DABWAHA has begun. Put on by Smart Bitches Trashy Books and Dear Author, it’s “a tournament of books that mimics the March Madness tournament of basketball. We’ve picked a slate of 64 books in 8 different categories to compete against each other through the next few weeks.” Entrants can win amazing prizes, including an iPad for the grand prize winner.

Laura Vivanco at Teach Me Tonight has posted the PCA romance section program. Check it out, and see if you can spot:

1 erotic romance author who also happens to be a librarian
1 author who describes their work as “gay porn with plot”
1 mastermind behind a leading romance blog
1 romance author and multiple RITA award winner
1 koala hugger

A great post at the Millions: What About Genre, What About Horror? (hat tip Ann Somerville)

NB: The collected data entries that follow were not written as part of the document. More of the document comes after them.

//! Point, polygon and projection commands

use super::{parse_ring, Context};
use crate::BboxArgs;
use anyhow::Result;
use infraplan_cli::output::{format_area, format_coords, format_distance, key_value_table};
use infraplan_geo::{
    bounding_box_area_km2, geographic_to_web_mercator, haversine_distance, point_in_polygon,
    polygon_centroid, web_mercator_to_geographic, web_mercator_to_geographic_clamped, GeoPoint,
};
use serde_json::json;

pub fn distance(ctx: &Context, lat1: f64, lng1: f64, lat2: f64, lng2: f64) -> Result<()> {
    let from = GeoPoint::new(lat1, lng1);
    let to = GeoPoint::new(lat2, lng2);
    let meters = haversine_distance(&from, &to);

    ctx.emit(&json!({ "from": from, "to": to, "meters": meters }), || {
        println!("{}", format_distance(meters));
    })
}

pub fn unproject(ctx: &Context, x: f64, y: f64, clamp: bool) -> Result<()> {
    let point = if clamp {
        web_mercator_to_geographic_clamped(x, y)
    } else {
        web_mercator_to_geographic(x, y)
    };

    ctx.emit(&point, || println!("{}", format_coords(point.lat, point.lng)))
}

pub fn project(ctx: &Context, lat: f64, lng: f64) -> Result<()> {
    let (x, y) = geographic_to_web_mercator(&GeoPoint::new(lat, lng));
    ctx.emit(&json!({ "x": x, "y": y }), || println!("{x:.2}, {y:.2}"))
}

pub fn centroid(ctx: &Context, ring: &str) -> Result<()> {
    let ring = parse_ring(ring)?;
    let center = polygon_centroid(&ring)?;
    ctx.emit(&center, || println!("{}", format_coords(center.lat, center.lng)))
}

pub fn contains(ctx: &Context, lat: f64, lng: f64, ring: &str) -> Result<()> {
    let ring = parse_ring(ring)?;
    let inside = point_in_polygon(&GeoPoint::new(lat, lng), &ring);
    ctx.emit(&json!({ "inside": inside }), || {
        println!("{}", if inside { "inside" } else { "outside" });
    })
}

pub fn area(ctx: &Context, bbox: &BboxArgs) -> Result<()> {
    let bbox = bbox.resolve(ctx.area());
    let km2 = bounding_box_area_km2(&bbox)?;
    let center = bbox.center();

    ctx.emit(&json!({ "bounds": bbox, "area_km2": km2 }), || {
        println!(
            "{}",
            key_value_table(&[
                ("Area", format_area(km2)),
                ("Center", format_coords(center.lat, center.lng)),
                ("North/South", format!("{} / {}", bbox.north, bbox.south)),
                ("East/West", format!("{} / {}", bbox.east, bbox.west)),
            ])
        );
    })
}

let’s admit that literary fiction is a genre, too, shall we? Expectations guide its readers, that of respect for consensus reality and the poignancy of seemingly ordinary lives, of sensitive character-drawing and vivid scene-painting, of the reversals and conflicts characteristic of the several sub-genres of literary fiction: the academic novel, the comic novel, the adultery novel, the comic academic adultery-novel, the experimental novel, the novel of foreign travel or inward journey, of unexpected encounter, of breakdown, of alcoholism, of youth, of middle age, of a hundred different things so well-known and encoded that the fonts used for the titles and the authors’ names tell you as much as the flap copy.

Heather at Galaxy Express is Mad As Hell At Double Standards in Science Fiction Romance and She’s Not Going to Take it Anymore.

The F-Word is talking about the possibilities of self-publishing and POD:

Can print-on-demand and self publishing help feminists today continue the legacy of the suffragettes & the women’s liberation movement?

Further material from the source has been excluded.